**Supplied data:**
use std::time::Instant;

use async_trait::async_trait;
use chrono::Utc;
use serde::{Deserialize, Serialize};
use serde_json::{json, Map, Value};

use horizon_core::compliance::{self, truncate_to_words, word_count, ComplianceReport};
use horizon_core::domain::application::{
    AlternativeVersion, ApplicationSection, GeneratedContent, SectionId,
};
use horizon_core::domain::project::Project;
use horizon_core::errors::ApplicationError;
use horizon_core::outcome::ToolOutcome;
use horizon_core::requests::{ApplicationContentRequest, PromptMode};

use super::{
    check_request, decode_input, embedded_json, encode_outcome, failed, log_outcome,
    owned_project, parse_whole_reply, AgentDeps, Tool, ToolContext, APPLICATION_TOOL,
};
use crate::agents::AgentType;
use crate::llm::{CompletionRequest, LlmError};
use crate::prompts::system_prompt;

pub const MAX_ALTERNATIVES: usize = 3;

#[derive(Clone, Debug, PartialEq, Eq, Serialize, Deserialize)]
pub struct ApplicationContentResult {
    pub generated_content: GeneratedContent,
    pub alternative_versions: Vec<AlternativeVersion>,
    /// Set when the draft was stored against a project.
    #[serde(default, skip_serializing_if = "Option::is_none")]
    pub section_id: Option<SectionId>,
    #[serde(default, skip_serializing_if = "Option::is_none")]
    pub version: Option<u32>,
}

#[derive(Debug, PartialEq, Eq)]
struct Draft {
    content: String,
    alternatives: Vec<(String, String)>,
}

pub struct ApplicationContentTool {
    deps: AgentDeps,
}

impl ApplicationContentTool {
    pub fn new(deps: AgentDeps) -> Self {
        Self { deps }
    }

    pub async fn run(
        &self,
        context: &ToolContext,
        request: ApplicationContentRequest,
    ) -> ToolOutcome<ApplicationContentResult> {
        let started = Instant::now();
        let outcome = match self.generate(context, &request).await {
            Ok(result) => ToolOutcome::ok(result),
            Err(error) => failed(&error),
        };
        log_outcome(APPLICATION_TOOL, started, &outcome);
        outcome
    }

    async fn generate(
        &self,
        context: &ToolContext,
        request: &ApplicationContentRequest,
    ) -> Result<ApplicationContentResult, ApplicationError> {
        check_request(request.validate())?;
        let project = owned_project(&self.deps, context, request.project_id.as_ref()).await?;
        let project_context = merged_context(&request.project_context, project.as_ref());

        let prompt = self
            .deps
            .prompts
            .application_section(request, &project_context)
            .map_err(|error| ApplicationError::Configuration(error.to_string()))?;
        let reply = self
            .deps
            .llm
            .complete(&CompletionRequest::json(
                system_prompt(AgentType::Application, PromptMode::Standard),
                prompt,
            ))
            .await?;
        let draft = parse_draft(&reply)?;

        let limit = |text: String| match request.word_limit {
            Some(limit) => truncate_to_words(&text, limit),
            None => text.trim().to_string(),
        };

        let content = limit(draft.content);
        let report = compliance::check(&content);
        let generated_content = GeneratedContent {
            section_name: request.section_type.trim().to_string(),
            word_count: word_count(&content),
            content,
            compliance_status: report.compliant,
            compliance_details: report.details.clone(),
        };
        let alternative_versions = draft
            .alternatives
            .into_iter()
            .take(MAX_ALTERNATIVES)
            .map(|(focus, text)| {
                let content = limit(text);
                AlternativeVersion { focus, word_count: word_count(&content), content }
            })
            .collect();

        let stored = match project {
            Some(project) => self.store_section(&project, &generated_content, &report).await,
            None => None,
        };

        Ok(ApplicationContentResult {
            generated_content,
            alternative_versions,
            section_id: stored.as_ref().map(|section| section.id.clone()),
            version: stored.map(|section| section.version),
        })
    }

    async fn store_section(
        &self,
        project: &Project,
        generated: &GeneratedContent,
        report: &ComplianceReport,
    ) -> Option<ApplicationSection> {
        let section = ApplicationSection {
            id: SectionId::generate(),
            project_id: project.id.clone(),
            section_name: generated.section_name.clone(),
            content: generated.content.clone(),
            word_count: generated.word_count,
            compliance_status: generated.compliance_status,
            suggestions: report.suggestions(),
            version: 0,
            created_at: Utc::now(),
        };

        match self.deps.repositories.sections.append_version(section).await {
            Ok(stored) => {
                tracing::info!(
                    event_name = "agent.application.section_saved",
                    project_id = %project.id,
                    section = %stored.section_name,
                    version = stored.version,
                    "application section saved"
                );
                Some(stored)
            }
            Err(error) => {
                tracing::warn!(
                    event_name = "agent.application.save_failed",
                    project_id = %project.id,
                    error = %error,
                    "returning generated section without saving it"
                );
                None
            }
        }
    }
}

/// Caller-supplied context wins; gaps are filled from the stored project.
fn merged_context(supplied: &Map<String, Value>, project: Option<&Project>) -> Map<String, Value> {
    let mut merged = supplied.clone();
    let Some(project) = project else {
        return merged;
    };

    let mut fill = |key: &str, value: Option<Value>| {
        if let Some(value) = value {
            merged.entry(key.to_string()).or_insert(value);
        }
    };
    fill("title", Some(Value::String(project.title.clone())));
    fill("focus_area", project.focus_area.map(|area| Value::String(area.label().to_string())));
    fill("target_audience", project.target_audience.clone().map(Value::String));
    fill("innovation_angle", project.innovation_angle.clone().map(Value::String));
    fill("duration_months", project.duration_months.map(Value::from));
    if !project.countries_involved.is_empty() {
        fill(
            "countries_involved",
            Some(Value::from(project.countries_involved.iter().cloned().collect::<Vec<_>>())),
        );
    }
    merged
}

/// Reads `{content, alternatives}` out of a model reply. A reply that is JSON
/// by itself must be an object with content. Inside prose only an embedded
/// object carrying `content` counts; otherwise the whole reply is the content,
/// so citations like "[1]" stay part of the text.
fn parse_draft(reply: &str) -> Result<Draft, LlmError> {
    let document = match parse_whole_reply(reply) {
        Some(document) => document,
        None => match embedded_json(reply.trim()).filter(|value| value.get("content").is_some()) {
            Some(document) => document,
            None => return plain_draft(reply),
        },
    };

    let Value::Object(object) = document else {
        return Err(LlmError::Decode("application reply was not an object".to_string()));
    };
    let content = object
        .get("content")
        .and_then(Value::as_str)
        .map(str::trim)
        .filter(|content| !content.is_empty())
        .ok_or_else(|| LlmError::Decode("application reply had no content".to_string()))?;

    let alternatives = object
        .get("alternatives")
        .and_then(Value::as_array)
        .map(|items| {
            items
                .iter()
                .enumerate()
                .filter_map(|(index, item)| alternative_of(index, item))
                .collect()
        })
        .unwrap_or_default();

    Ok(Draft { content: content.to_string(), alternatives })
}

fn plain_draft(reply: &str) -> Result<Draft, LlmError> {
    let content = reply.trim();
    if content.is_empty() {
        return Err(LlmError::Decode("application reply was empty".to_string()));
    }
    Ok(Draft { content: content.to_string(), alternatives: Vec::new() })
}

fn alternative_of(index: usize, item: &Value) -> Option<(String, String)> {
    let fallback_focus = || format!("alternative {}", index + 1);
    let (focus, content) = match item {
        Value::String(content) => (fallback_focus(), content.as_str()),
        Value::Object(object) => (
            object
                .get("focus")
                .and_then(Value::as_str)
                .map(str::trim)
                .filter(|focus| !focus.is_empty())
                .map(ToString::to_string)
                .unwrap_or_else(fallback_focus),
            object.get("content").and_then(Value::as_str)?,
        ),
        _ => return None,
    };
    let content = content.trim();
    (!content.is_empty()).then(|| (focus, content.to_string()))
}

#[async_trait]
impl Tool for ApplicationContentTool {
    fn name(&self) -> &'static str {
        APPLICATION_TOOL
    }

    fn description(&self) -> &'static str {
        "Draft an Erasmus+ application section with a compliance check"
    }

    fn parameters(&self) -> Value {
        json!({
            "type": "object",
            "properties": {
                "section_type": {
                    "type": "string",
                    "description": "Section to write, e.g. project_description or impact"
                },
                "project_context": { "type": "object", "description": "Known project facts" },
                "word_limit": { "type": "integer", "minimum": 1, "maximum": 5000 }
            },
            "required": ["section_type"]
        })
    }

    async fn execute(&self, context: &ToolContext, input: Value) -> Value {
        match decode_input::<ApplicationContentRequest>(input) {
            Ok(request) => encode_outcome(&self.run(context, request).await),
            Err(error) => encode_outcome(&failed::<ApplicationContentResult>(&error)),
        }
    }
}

**Exercise details:** Reproduce the material above exactly, beginning at its first line and ending with the line that holds "use horizon_core::domain::project::Project;". Include nothing else.

**Reply:**
use std::time::Instant;

use async_trait::async_trait;
use chrono::Utc;
use serde::{Deserialize, Serialize};
use serde_json::{json, Map, Value};

use horizon_core::compliance::{self, truncate_to_words, word_count, ComplianceReport};
use horizon_core::domain::application::{
    AlternativeVersion, ApplicationSection, GeneratedContent, SectionId,
};
use horizon_core::domain::project::Project;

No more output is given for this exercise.